To fix this problem with the binding cache, DCE 1.2.1 now ensures that the requested_site_name in a registry binding lookup matches the requested_site_name on a cache entry, before returning it. With this additional check, the binding to a specific server obtained in step (ii) can no longer be returned from the request for a binding to any secd in the cell in step (i).

Configuration file management

Part of the problem with managing any large cell of DCE client machines, is the management overhead involved with the many copies of configuration files.

In a large cell environment, both the pe_site file (security server binding list) and the krb.conf file (Kerberos configuration file) can become out of date on every client, as security servers are added/removed/moved within a cell.

To solve this problem, we have added functionality to dced, to automatically update the information in these files on a regular basis.

GSSAPI performance

There was a modification request opened against GSSAPI after DCE 1.1 to notify us that the gssapi.c module's misuse of serviceability debugging statements was causing a fairly large performance hit. We investigated the request and made the necessary fixes (a little more work than the request described) to eliminate the performance hit.

General security performance work

Performance of clients plays a big part in scalability of DCE cells. If clients do not perform adequately to begin with, then any decrease in cell speed as a result of increased server size will be more likely to cause problems. Given that the perception of overall performance can be more important than absolute performance numbers, we went looking for things that appeared to be taking longer than they should:

Name translation performance.
In DCE 1.1, there was a limitation in sec_id_parse_*() calls, where they would never get a cache hit if the input global name was cell relative. This was fixed, along with some other performance improvements to the code (e.g., make calls to registry binding from the sec_id layer more efficient).
CDS security context lookups.
The CDS client code calls sec_login_export_context() twice for every usage (once with a 0 length, so it can determine the actual length needed). At first, this appeared to be unnecessary overhead, but it turns out to be necessary given the current CDS client implementation. The quick fix is to make the simple case of sec_login_export_context() (when called with a 0 length buffer) a fast path that does hardly any work. This fix improved CDS lookups by upwards of 10% in hand testing.
Ticket cache storage.
New Kerberos tickets were always appended to the end of the credential file cache, allowing it to grow without bound. This limitation required overhead on every lookup to scan over the expired credentials. This caused fairly large credential cache files for users if they stayed logged in for days at a time, and for machines that use the same credential cache for as long as they remain up.
New tickets now overwrite any existing ticket for the same client and server as long as the tickets are the same size. If the existing ticket has not expired, then the new ticket overwrites the old one only if the authdata matches. Otherwise the new tickets are appended as previously.
Ticket cache lookups.
Retrieval of a ticket from the credential file cache required a new lookup and other overhead each time an expired ticket was encountered, even if it was known that only unexpired tickets were desired. To remove this overhead, the logic for skipping over expired tickets has been moved down the code chain to a lower-level ticket retrieval routine.

Cryptographic performance

We made a small change to the implementation of the MD5 algorithm to save a few instructions per iteration, and we replaced the DES algorithm with a newer one that saves a few instructions per iteration. Hand testing of the algorithms themselves shows that these two changes gave us the following performance improvements: improves MD5 inner loop ~200%, DES inner loop ~50%. It's likely that these changes will speed up authenticated RPC by a few percent, though no performance testing is planned or required for 1.2.

utc_gettime() performance

utc_gettime() was slower than it needed to be. The changes to improve performance include using an exponential backoff for mapping the shmid on failure and more efficient lookups (at most every 10 seconds) to avoid the need to lock/unlock the shared memory segment as often.

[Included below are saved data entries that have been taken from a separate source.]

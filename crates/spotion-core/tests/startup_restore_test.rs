// Copyright (c) 2025 SOLARE S.R.O.
//
// This file is part of SpotION.
//
// Licensed under the Creative Commons Attribution-NonCommercial-NoDerivatives 4.0 International
// (CC BY-NC-ND 4.0). You may use and share this file for non-commercial purposes only and you may not
// create derivatives. See <https://creativecommons.org/licenses/by-nc-nd/4.0/>.
//
// This software is provided "AS IS", without warranty of any kind.
//
// For commercial licensing, please contact: info@solare.cz

// Test: configured schedules come up at startup and survive restarts
// Scenario: SchedulerConfig -> spawned schedule entities -> device wiring,
// with saved state taking precedence over configured values

use std::sync::Arc;

use bevy_app::App;
use bevy_ecs::message::Messages;
use bevy_ecs::system::RunSystemOnce;
use chrono::{NaiveDate, NaiveTime};
use parking_lot::Mutex;

use spotion_core::StateStore;
use spotion_core::messages::{DeviceAssociated, PeriodChanged, ScheduleChanged};
use spotion_core::resources::{
    AutoPlanSetup, DeviceSinkRegistry, FixedScheduleSetup, PeriodicScheduleSetup, SchedulerConfig,
    StateStoreResource,
};
use spotion_core::schedules::{
    AutoScheduleCreator, FixedSchedule, FixedScheduleState, PeriodicSchedule,
    fixed_schedule_system, initialize_schedules_system, periodic_schedule_system,
};
use spotion_core::traits::DeviceSink;
use spotion_types::ScheduleDay;

struct RecordingSink {
    name: String,
    commands: Mutex<Vec<bool>>,
}

impl RecordingSink {
    fn new(name: &str) -> Arc<Self> {
        Arc::new(Self {
            name: name.to_string(),
            commands: Mutex::new(Vec::new()),
        })
    }

    fn last(&self) -> Option<bool> {
        self.commands.lock().last().copied()
    }
}

impl DeviceSink for RecordingSink {
    fn set_auto_run(&self, on: bool) {
        self.commands.lock().push(on);
    }

    fn name(&self) -> &str {
        &self.name
    }
}

fn date(y: i32, m: u32, d: u32) -> NaiveDate {
    NaiveDate::from_ymd_opt(y, m, d).unwrap()
}

fn time(h: u32, m: u32) -> NaiveTime {
    NaiveTime::from_hms_opt(h, m, 0).unwrap()
}

fn two_schedule_config() -> SchedulerConfig {
    SchedulerConfig {
        periodic_schedules: vec![PeriodicScheduleSetup {
            name: "water_heater".to_string(),
            devices: vec!["plug_1".to_string()],
            auto_plan: Some(AutoPlanSetup::default()),
        }],
        fixed_schedules: vec![FixedScheduleSetup {
            name: "alarm_clock".to_string(),
            devices: vec!["plug_2".to_string()],
            ..Default::default()
        }],
        ..Default::default()
    }
}

fn test_app(config: SchedulerConfig, state_dir: &std::path::Path, registry: DeviceSinkRegistry) -> App {
    let mut app = App::new();
    app.add_message::<DeviceAssociated>();
    app.add_message::<ScheduleChanged>();
    app.add_message::<PeriodChanged>();
    app.insert_resource(config);
    app.insert_resource(StateStoreResource(StateStore::new(state_dir)));
    app.insert_resource(registry);
    app
}

#[test]
fn test_startup_spawns_configured_schedules() {
    let state_dir = tempfile::tempdir().unwrap();
    let plug_1 = RecordingSink::new("plug_1");
    let plug_2 = RecordingSink::new("plug_2");
    let mut registry = DeviceSinkRegistry::default();
    registry.insert(plug_1.clone());
    registry.insert(plug_2.clone());

    let mut app = test_app(two_schedule_config(), state_dir.path(), registry);
    app.world_mut()
        .run_system_once(initialize_schedules_system)
        .expect("Failed to run startup system");

    println!("\n=== Startup from configuration ===");
    let periodic_count = app
        .world_mut()
        .query::<&PeriodicSchedule>()
        .iter(app.world())
        .count();
    let creator_count = app
        .world_mut()
        .query::<&AutoScheduleCreator>()
        .iter(app.world())
        .count();
    let fixed_count = app
        .world_mut()
        .query::<&FixedSchedule>()
        .iter(app.world())
        .count();
    println!("Spawned: {periodic_count} periodic, {creator_count} planners, {fixed_count} fixed");

    assert_eq!(periodic_count, 1);
    assert_eq!(creator_count, 1, "Configured auto plan should attach a planner");
    assert_eq!(fixed_count, 1);

    let associations: Vec<DeviceAssociated> = app
        .world_mut()
        .resource_mut::<Messages<DeviceAssociated>>()
        .drain()
        .collect();
    assert_eq!(associations.len(), 2);
    assert_eq!(associations[0].schedule, "water_heater");
    assert_eq!(associations[0].device, "plug_1");

    // Both schedules start all-off, the first tick already commands the plugs
    app.world_mut()
        .run_system_once(periodic_schedule_system)
        .expect("Failed to run periodic system");
    app.world_mut()
        .run_system_once(fixed_schedule_system)
        .expect("Failed to run fixed system");
    assert_eq!(plug_1.last(), Some(false));
    assert_eq!(plug_2.last(), Some(false));

    // A second startup pass must not duplicate the entities
    app.world_mut()
        .run_system_once(initialize_schedules_system)
        .expect("Failed to re-run startup system");
    let periodic_count = app
        .world_mut()
        .query::<&PeriodicSchedule>()
        .iter(app.world())
        .count();
    assert_eq!(periodic_count, 1, "Startup must be idempotent");
}

#[test]
fn test_unknown_device_is_skipped() {
    let state_dir = tempfile::tempdir().unwrap();
    let config = SchedulerConfig {
        periodic_schedules: vec![PeriodicScheduleSetup {
            name: "water_heater".to_string(),
            devices: vec!["ghost_plug".to_string()],
            auto_plan: None,
        }],
        ..Default::default()
    };

    let mut app = test_app(config, state_dir.path(), DeviceSinkRegistry::default());
    app.world_mut()
        .run_system_once(initialize_schedules_system)
        .expect("Failed to run startup system");

    // The schedule still exists, just with nothing attached
    let periodic_count = app
        .world_mut()
        .query::<&PeriodicSchedule>()
        .iter(app.world())
        .count();
    assert_eq!(periodic_count, 1);
    assert!(
        app.world()
            .resource::<Messages<DeviceAssociated>>()
            .is_empty(),
        "An unknown device must not be reported as associated"
    );
}

#[test]
fn test_saved_fixed_state_wins_over_config() {
    let state_dir = tempfile::tempdir().unwrap();
    let state = StateStore::new(state_dir.path());

    // A previous process left the alarm enabled and mid-run
    state
        .save(
            "alarm_clock",
            &FixedScheduleState {
                hour_on: 7,
                minute_on: 15,
                duration_minutes: 30,
                repeat_daily: true,
                enabled: true,
                command: true,
            },
        )
        .unwrap();

    let plug_2 = RecordingSink::new("plug_2");
    let mut registry = DeviceSinkRegistry::default();
    registry.insert(plug_2.clone());
    let mut app = test_app(two_schedule_config(), state_dir.path(), registry);

    app.world_mut()
        .run_system_once(initialize_schedules_system)
        .expect("Failed to run startup system");

    {
        let mut query = app.world_mut().query::<&FixedSchedule>();
        let schedule = query.iter(app.world()).next().unwrap();
        assert!(
            schedule.is_enabled(),
            "Saved enablement beats the disabled config default"
        );
        assert!(schedule.command(), "The saved run is still active");
    }

    // The run start did not survive the restart, so the first tick ends it
    app.world_mut()
        .run_system_once(fixed_schedule_system)
        .expect("Failed to run fixed system");
    assert_eq!(plug_2.last(), Some(false));
    assert!(
        !app.world().resource::<Messages<ScheduleChanged>>().is_empty(),
        "Ending the run must announce a schedule change"
    );
}

#[test]
fn test_planned_mask_survives_restart() {
    let state_dir = tempfile::tempdir().unwrap();
    let state = StateStore::new(state_dir.path());
    let today = date(2026, 1, 20);

    let mut schedule = PeriodicSchedule::new("water_heater", today, time(9, 0));
    let mut mask = vec![false; 96];
    mask[40] = true;
    schedule
        .set_full_day(&state, ScheduleDay::Today, &mask)
        .unwrap();
    drop(schedule);

    println!("\n=== Restart on the same day ===");
    let sink = RecordingSink::new("plug_1");
    let mut restored = PeriodicSchedule::restore("water_heater", &state, today, time(9, 30));
    restored.add_device(sink.clone());

    // 10:05 sits in period 40, the slot planned before the restart
    restored.tick(&state, today, time(10, 5));
    assert_eq!(sink.last(), Some(true), "Restored mask should still drive the plug");

    // A restart days later starts from a clean mask instead
    let stale = PeriodicSchedule::restore("water_heater", &state, date(2026, 1, 23), time(9, 0));
    assert!(
        !stale.mask().is_on(ScheduleDay::Today, 40),
        "Stale saved masks must not be reused"
    );
}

With this fix, CDS speeds up ~10-20% if dtsd isn't running. The fix results in a small performance improvement (reduced syscalls) if dtsd is running. While this change isn't to security itself, it can speed up security binding indirectly.

NSI performance

NSI wasn't setting the CDS MaybeMore bit. This bit is a hint which is used when a client knows that it will be fetching more than one attribute on a given name. The fix to nsutil.c causes this bit to be set more often, leading to better cold CDS cache performance.

Other Potential Projects (Not Committed for DCE 1.2)

Fine grain checkpointing

The problem of security server availability during checkpoints has already been determined to exist in actual simulation tests run by the University of Michigan CITI program (see [Carter]).

This should be considered one of the the highest priority scalability items listed here. Unfortunately, the amount of work necessary to scope, specify, implement, build and test finer grain database use cannot be adequately staffed within a subset of the allotted 6 months.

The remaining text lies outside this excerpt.